Changed life – traumatic brain injury

A week prior to Dad’s car accident on July 31, 1988, I was having bad dreams about him.  I wasn’t having different dreams, it was always the same dream but it kept repeating itself over and over. The dream proved to be a premonition, but at the time I didn’t know what was going’ on and didn’t even know what premonition meant. When I think back to that day, I think God was preparing me for what was about to happen. I realize that some do not believe in, ESP, and I don’t think I do; but were those dreams just coincidental?

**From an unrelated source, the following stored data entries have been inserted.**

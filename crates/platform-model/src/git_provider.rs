//! Git provider accounts.

use schemars::JsonSchema;
use serde::{Deserialize, Serialize};

/// Supported git hosting providers
#[derive(Debug, Clone, Copy, PartialEq, Eq, Hash, PartialOrd, Ord, Serialize, Deserialize, JsonSchema)]
#[serde(rename_all = "lowercase")]
pub enum ProviderKind {
    GitHub,
    GitLab,
    Bitbucket,
}

impl ProviderKind {
    pub const ALL: [ProviderKind; 3] = [Self::GitHub, Self::GitLab, Self::Bitbucket];

    pub fn as_str(&self) -> &'static str {
        match self {
            Self::GitHub => "github",
            Self::GitLab => "gitlab",
            Self::Bitbucket => "bitbucket",
        }
    }
}

impl std::fmt::Display for ProviderKind {
    fn fmt(&self, f: &mut std::fmt::Formatter<'_>) -> std::fmt::Result {
        f.write_str(self.as_str())
    }
}

/// A connected git provider account. The access token is used both for
/// webhook management and for cloning inside the pipeline.
#[derive(Clone, PartialEq, Eq, Serialize, Deserialize, JsonSchema)]
#[serde(rename_all = "camelCase")]
pub struct GitProvider {
    pub iid: String,
    pub provider: ProviderKind,
    pub access_token: String,
    #[serde(default, skip_serializing_if = "Option::is_none")]
    pub username: Option<String>,
    /// Overrides the public API base URL (self-hosted instances)
    #[serde(default, skip_serializing_if = "Option::is_none")]
    pub api_url: Option<String>,
}

impl std::fmt::Debug for GitProvider {
    fn fmt(&self, f: &mut std::fmt::Formatter<'_>) -> std::fmt::Result {
        f.debug_struct("GitProvider")
            .field("iid", &self.iid)
            .field("provider", &self.provider)
            .field("access_token", &"<redacted>")
            .field("username", &self.username)
            .field("api_url", &self.api_url)
            .finish()
    }
}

Mom was the petite and pretty housewife and a great cook. Dad the typical hard-working handsome dude who always strived for more and never slowed down even while driving. He was gone as much as he was home.  The home we lived in at that time was fit for a doctor, Mom said.   It was built in the country, on some acreage.  Dad was a painter…a house painter and paperhanger.

I was twelve soon to be thirteen – I’m Anna.  My sister, Angela, was thirteen but soon to be fourteen.  She is a year and eleven days older than me.

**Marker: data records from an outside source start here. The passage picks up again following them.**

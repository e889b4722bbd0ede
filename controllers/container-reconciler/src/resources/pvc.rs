//! PersistentVolumeClaim reconciler
//!
//! Deployments and CronJobs mount a single claim named after the container.
//! StatefulSet claims are created by the StatefulSet controller from the
//! `data` template; here they are only expanded, pruned on scale-down and
//! removed on delete, each gated by the container's retention policy.

use super::{quantity_mebibytes, ResourceReconciler};
use crate::cluster::{create_typed, delete_if_exists, get_typed, ClusterApi, ResourceKind};
use crate::error::ReconcileError;
use crate::manifest::{names, selector_string, Definition};
use k8s_openapi::api::core::v1::{PersistentVolumeClaim, PersistentVolumeClaimSpec, VolumeResourceRequirements};
use k8s_openapi::apimachinery::pkg::api::resource::Quantity;
use platform_model::{memory_mebibytes, memory_quantity, ContainerType, RetentionPolicy, StorageConfig};
use serde_json::json;
use std::collections::BTreeMap;
use std::sync::Arc;
use tracing::{debug, info};

#[derive(Debug, Clone)]
pub struct PvcReconciler {
    cluster: Arc<dyn ClusterApi>,
}

/// Claim spec shared by standalone claims and StatefulSet templates
pub fn claim_spec(storage: &StorageConfig) -> Result<PersistentVolumeClaimSpec, ReconcileError> {
    Ok(PersistentVolumeClaimSpec {
        access_modes: Some(storage.access_modes.iter().map(|m| m.as_str().to_string()).collect()),
        resources: Some(VolumeResourceRequirements {
            requests: Some(BTreeMap::from([(
                "storage".to_string(),
                Quantity(memory_quantity("storageConfig.size", storage.size, storage.size_type)?),
            )])),
            ..Default::default()
        }),
        storage_class_name: storage.storage_class.clone(),
        ..Default::default()
    })
}

pub fn render(def: &Definition<'_>, name: &str, storage: &StorageConfig) -> Result<PersistentVolumeClaim, ReconcileError> {
    Ok(PersistentVolumeClaim {
        metadata: def.metadata(name),
        spec: Some(claim_spec(storage)?),
        status: None,
    })
}

/// Requested storage of a live claim in mebibytes
fn live_size(claim: &PersistentVolumeClaim) -> Option<f64> {
    claim
        .spec
        .as_ref()?
        .resources
        .as_ref()?
        .requests
        .as_ref()?
        .get("storage")
        .and_then(|q| quantity_mebibytes(&q.0))
}

fn live_access_modes(claim: &PersistentVolumeClaim) -> Vec<String> {
    claim
        .spec
        .as_ref()
        .and_then(|s| s.access_modes.clone())
        .unwrap_or_default()
}

fn claim_name(claim: &PersistentVolumeClaim) -> String {
    claim.metadata.name.clone().unwrap_or_default()
}

impl PvcReconciler {
    pub fn new(cluster: Arc<dyn ClusterApi>) -> Self {
        Self { cluster }
    }

    /// Grow a live claim to the desired size; shrinking and access-mode
    /// changes are rejected.
    async fn resize(
        &self,
        claim: &PersistentVolumeClaim,
        storage: &StorageConfig,
        namespace: &str,
    ) -> Result<(), ReconcileError> {
        let name = claim_name(claim);
        let desired_modes: Vec<String> = storage.access_modes.iter().map(|m| m.as_str().to_string()).collect();
        if live_access_modes(claim) != desired_modes {
            return Err(ReconcileError::Validation(format!(
                "access modes of PersistentVolumeClaim {}/{} cannot change",
                namespace, name
            )));
        }

        let desired = memory_mebibytes(storage.size, storage.size_type);
        let current = live_size(claim).unwrap_or(0.0);
        if desired < current {
            return Err(ReconcileError::Validation(format!(
                "PersistentVolumeClaim {}/{} cannot shrink from {}Mi to {}Mi",
                namespace, name, current, desired
            )));
        }
        if desired > current {
            let quantity = memory_quantity("storageConfig.size", storage.size, storage.size_type)?;
            info!("Expanding PersistentVolumeClaim {}/{} to {}", namespace, name, quantity);
            let patch = json!({"spec": {"resources": {"requests": {"storage": quantity}}}});
            self.cluster
                .patch(ResourceKind::PersistentVolumeClaim, namespace, &name, &patch)
                .await?;
        } else {
            debug!("PersistentVolumeClaim {}/{} already at desired size", namespace, name);
        }
        Ok(())
    }

    /// Claims created from the StatefulSet template, with their ordinals
    pub async fn stateful_claims(
        &self,
        iid: &str,
        namespace: &str,
    ) -> Result<Vec<(i32, PersistentVolumeClaim)>, ReconcileError> {
        let listed = self
            .cluster
            .list(ResourceKind::PersistentVolumeClaim, namespace, Some(&selector_string(iid)))
            .await?;
        let mut claims = Vec::new();
        for value in listed {
            let claim: PersistentVolumeClaim = serde_json::from_value(value)?;
            if let Some(ordinal) = names::stateful_claim_ordinal(iid, &claim_name(&claim)) {
                claims.push((ordinal, claim));
            }
        }
        claims.sort_by_key(|(ordinal, _)| *ordinal);
        Ok(claims)
    }

    /// After a scale-down, drop claims above the new replica count when the
    /// "when scaled" policy is Delete
    pub async fn prune_scaled_claims(&self, def: &Definition<'_>, namespace: &str) -> Result<(), ReconcileError> {
        let Some(config) = def.container.stateful_set_config() else {
            return Ok(());
        };
        let policy = config.persistent_volume_claim_retention_policy.when_scaled;
        for (ordinal, claim) in self.stateful_claims(def.iid(), namespace).await? {
            if ordinal < config.desired_replicas {
                continue;
            }
            let name = claim_name(&claim);
            match policy {
                RetentionPolicy::Delete => {
                    info!("Deleting scaled-down PersistentVolumeClaim {}/{}", namespace, name);
                    delete_if_exists(self.cluster.as_ref(), ResourceKind::PersistentVolumeClaim, namespace, &name)
                        .await?;
                }
                RetentionPolicy::Retain => {
                    debug!("Retaining scaled-down PersistentVolumeClaim {}/{}", namespace, name);
                }
            }
        }
        Ok(())
    }

    /// Remove a container's claims on container deletion
    pub async fn delete_for(&self, def: &Definition<'_>, namespace: &str) -> Result<(), ReconcileError> {
        match def.container.stateful_set_config() {
            Some(config) => match config.persistent_volume_claim_retention_policy.when_deleted {
                RetentionPolicy::Delete => {
                    for (_, claim) in self.stateful_claims(def.iid(), namespace).await? {
                        self.delete(&claim_name(&claim), namespace).await?;
                    }
                    Ok(())
                }
                RetentionPolicy::Retain => {
                    info!("Retaining PersistentVolumeClaims of StatefulSet {}/{}", namespace, def.iid());
                    Ok(())
                }
            },
            None => self.delete(&names::primary(def.iid()), namespace).await,
        }
    }
}

#[async_trait::async_trait]
impl ResourceReconciler for PvcReconciler {
    fn kind(&self) -> ResourceKind {
        ResourceKind::PersistentVolumeClaim
    }

    async fn create(&self, def: &Definition<'_>, name: &str, namespace: &str) -> Result<(), ReconcileError> {
        if def.container.container_type == ContainerType::StatefulSet {
            return Ok(());
        }
        let Some(storage) = def.container.storage() else {
            return Ok(());
        };
        info!("Creating PersistentVolumeClaim {}/{}", namespace, name);
        let claim = render(def, name, storage)?;
        create_typed(self.cluster.as_ref(), ResourceKind::PersistentVolumeClaim, namespace, &claim).await?;
        Ok(())
    }

    async fn update(&self, def: &Definition<'_>, name: &str, namespace: &str) -> Result<(), ReconcileError> {
        info!("Reconciling PersistentVolumeClaim {}/{}", namespace, name);
        let storage = def.container.storage();

        if def.container.container_type == ContainerType::StatefulSet {
            let Some(storage) = storage else {
                return Ok(());
            };
            for (_, claim) in self.stateful_claims(def.iid(), namespace).await? {
                self.resize(&claim, storage, namespace).await?;
            }
            return Ok(());
        }

        let live: Option<PersistentVolumeClaim> =
            get_typed(self.cluster.as_ref(), ResourceKind::PersistentVolumeClaim, namespace, name).await?;
        match (live, storage) {
            (None, Some(_)) => self.create(def, name, namespace).await,
            (Some(_), None) => self.delete(name, namespace).await,
            (Some(claim), Some(storage)) => self.resize(&claim, storage, namespace).await,
            (None, None) => Ok(()),
        }
    }

    async fn delete(&self, name: &str, namespace: &str) -> Result<(), ReconcileError> {
        if delete_if_exists(self.cluster.as_ref(), ResourceKind::PersistentVolumeClaim, namespace, name).await? {
            info!("Deleted PersistentVolumeClaim {}/{}", namespace, name);
        }
        Ok(())
    }
}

My dad worked all the time, though, a couple years before the wreck Mom talked him into taking a vacation. We drove in Grandpa’s fancy “Roman Wheels” van from our home in Wisconsin to the Ozark Mountains. We spent that first night at a motel with a swimming pool, in Harrison, Arkansas.

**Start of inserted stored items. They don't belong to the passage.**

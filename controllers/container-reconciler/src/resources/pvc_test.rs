//! Unit tests for the PersistentVolumeClaim reconciler

#[cfg(test)]
mod tests {
    use crate::cluster::{ClusterApi, MockCluster, ResourceKind, Verb};
    use crate::error::ReconcileError;
    use crate::manifest::Definition;
    use crate::resources::{PvcReconciler, ResourceReconciler};
    use crate::test_utils::*;
    use platform_model::{AccessMode, ContainerSpec, RetentionPolicy, WorkloadConfig};
    use serde_json::json;
    use std::sync::Arc;

    fn reconciler(cluster: &MockCluster) -> PvcReconciler {
        let shared: Arc<dyn ClusterApi> = Arc::new(cluster.clone());
        PvcReconciler::new(shared)
    }

    fn requested(cluster: &MockCluster, name: &str) -> String {
        let claim = cluster
            .object(ResourceKind::PersistentVolumeClaim, TEST_NAMESPACE, name)
            .unwrap();
        claim["spec"]["resources"]["requests"]["storage"].as_str().unwrap().to_string()
    }

    /// Claim as the StatefulSet controller would create it
    fn seed_stateful_claim(cluster: &MockCluster, iid: &str, ordinal: i32) {
        cluster.insert(
            ResourceKind::PersistentVolumeClaim,
            TEST_NAMESPACE,
            json!({
                "metadata": {
                    "name": format!("data-{}-{}", iid, ordinal),
                    "labels": {"app": iid},
                },
                "spec": {
                    "accessModes": ["ReadWriteOnce"],
                    "resources": {"requests": {"storage": "1Gi"}},
                },
            }),
        );
    }

    fn with_retention(mut container: ContainerSpec, when_deleted: RetentionPolicy, when_scaled: RetentionPolicy) -> ContainerSpec {
        if let WorkloadConfig::StatefulSet(config) = &mut container.workload {
            config.persistent_volume_claim_retention_policy.when_deleted = when_deleted;
            config.persistent_volume_claim_retention_policy.when_scaled = when_scaled;
        }
        container
    }

    #[tokio::test]
    async fn test_deployment_claim_grows() {
        let cluster = MockCluster::new();
        let mut container = deployment_container("web");
        container.storage_config = Some(test_storage(1.0));
        let environment = test_environment();
        let config = test_config();
        let claims = reconciler(&cluster);
        claims
            .create(&Definition::new(&container, &environment, None, &config), "web", TEST_NAMESPACE)
            .await
            .unwrap();
        assert_eq!(requested(&cluster, "web"), "1Gi");

        container.storage_config = Some(test_storage(2.0));
        claims
            .update(&Definition::new(&container, &environment, None, &config), "web", TEST_NAMESPACE)
            .await
            .unwrap();

        assert_eq!(requested(&cluster, "web"), "2Gi");
    }

    #[tokio::test]
    async fn test_shrink_is_rejected() {
        let cluster = MockCluster::new();
        let mut container = deployment_container("web");
        container.storage_config = Some(test_storage(2.0));
        let environment = test_environment();
        let config = test_config();
        let claims = reconciler(&cluster);
        claims
            .create(&Definition::new(&container, &environment, None, &config), "web", TEST_NAMESPACE)
            .await
            .unwrap();

        container.storage_config = Some(test_storage(1.0));
        let result = claims
            .update(&Definition::new(&container, &environment, None, &config), "web", TEST_NAMESPACE)
            .await;

        assert!(matches!(result, Err(ReconcileError::Validation(_))));
        assert_eq!(requested(&cluster, "web"), "2Gi");
    }

    #[tokio::test]
    async fn test_access_mode_change_is_rejected() {
        let cluster = MockCluster::new();
        let mut container = deployment_container("web");
        container.storage_config = Some(test_storage(1.0));
        let environment = test_environment();
        let config = test_config();
        let claims = reconciler(&cluster);
        claims
            .create(&Definition::new(&container, &environment, None, &config), "web", TEST_NAMESPACE)
            .await
            .unwrap();

        let mut storage = test_storage(1.0);
        storage.access_modes = vec![AccessMode::ReadWriteMany];
        container.storage_config = Some(storage);
        let result = claims
            .update(&Definition::new(&container, &environment, None, &config), "web", TEST_NAMESPACE)
            .await;

        assert!(matches!(result, Err(ReconcileError::Validation(_))));
    }

    #[tokio::test]
    async fn test_statefulset_create_leaves_claims_to_controller() {
        let cluster = MockCluster::new();
        let container = statefulset_container("db", 2);
        let environment = test_environment();
        let config = test_config();

        reconciler(&cluster)
            .create(&Definition::new(&container, &environment, None, &config), "db", TEST_NAMESPACE)
            .await
            .unwrap();

        assert!(cluster.calls().is_empty());
    }

    #[tokio::test]
    async fn test_statefulset_expands_every_claim() {
        let cluster = MockCluster::new();
        seed_stateful_claim(&cluster, "db", 0);
        seed_stateful_claim(&cluster, "db", 1);
        let mut container = statefulset_container("db", 2);
        container.storage_config = Some(test_storage(5.0));
        let environment = test_environment();
        let config = test_config();

        reconciler(&cluster)
            .update(&Definition::new(&container, &environment, None, &config), "db", TEST_NAMESPACE)
            .await
            .unwrap();

        assert_eq!(requested(&cluster, "data-db-0"), "5Gi");
        assert_eq!(requested(&cluster, "data-db-1"), "5Gi");
        let patches = cluster.calls().into_iter().filter(|c| c.verb == Verb::Patch).count();
        assert_eq!(patches, 2);
    }

    #[tokio::test]
    async fn test_scale_down_prunes_only_with_delete_policy() {
        let cluster = MockCluster::new();
        for ordinal in 0..3 {
            seed_stateful_claim(&cluster, "db", ordinal);
        }
        let environment = test_environment();
        let config = test_config();
        let claims = reconciler(&cluster);

        let retained = with_retention(statefulset_container("db", 1), RetentionPolicy::Retain, RetentionPolicy::Retain);
        claims
            .prune_scaled_claims(&Definition::new(&retained, &environment, None, &config), TEST_NAMESPACE)
            .await
            .unwrap();
        assert_eq!(cluster.names(ResourceKind::PersistentVolumeClaim, TEST_NAMESPACE).len(), 3);

        let pruned = with_retention(statefulset_container("db", 1), RetentionPolicy::Retain, RetentionPolicy::Delete);
        claims
            .prune_scaled_claims(&Definition::new(&pruned, &environment, None, &config), TEST_NAMESPACE)
            .await
            .unwrap();
        assert_eq!(
            cluster.names(ResourceKind::PersistentVolumeClaim, TEST_NAMESPACE),
            vec!["data-db-0".to_string()]
        );
    }

    #[tokio::test]
    async fn test_delete_for_statefulset_follows_policy() {
        let cluster = MockCluster::new();
        seed_stateful_claim(&cluster, "db", 0);
        seed_stateful_claim(&cluster, "db", 1);
        let environment = test_environment();
        let config = test_config();
        let claims = reconciler(&cluster);

        let retained = with_retention(statefulset_container("db", 2), RetentionPolicy::Retain, RetentionPolicy::Retain);
        claims
            .delete_for(&Definition::new(&retained, &environment, None, &config), TEST_NAMESPACE)
            .await
            .unwrap();
        assert_eq!(cluster.names(ResourceKind::PersistentVolumeClaim, TEST_NAMESPACE).len(), 2);

        let deleted = with_retention(statefulset_container("db", 2), RetentionPolicy::Delete, RetentionPolicy::Retain);
        claims
            .delete_for(&Definition::new(&deleted, &environment, None, &config), TEST_NAMESPACE)
            .await
            .unwrap();
        assert!(cluster.names(ResourceKind::PersistentVolumeClaim, TEST_NAMESPACE).is_empty());
    }
}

We went out to breakfast the next morning and then drove onto Dogpatch.  That was an amusement park near Harrison, Arkansas. The buildings were constructed to have a dilapidated look with roofs caving in, faded paint, splintered wood (not really, but built to look that way) and the hillbilly characters of the Li’l Abner comic strip brought to life.

But you know it didn’t matter what we did. I remember pulling weeds in the garden – come to think of it that was not fun, so maybe not that. Though, when Mom and Dad were down there with us even that was enjoyable…what a love they had! They were always joking and fooling around, kissing and hugging constantly.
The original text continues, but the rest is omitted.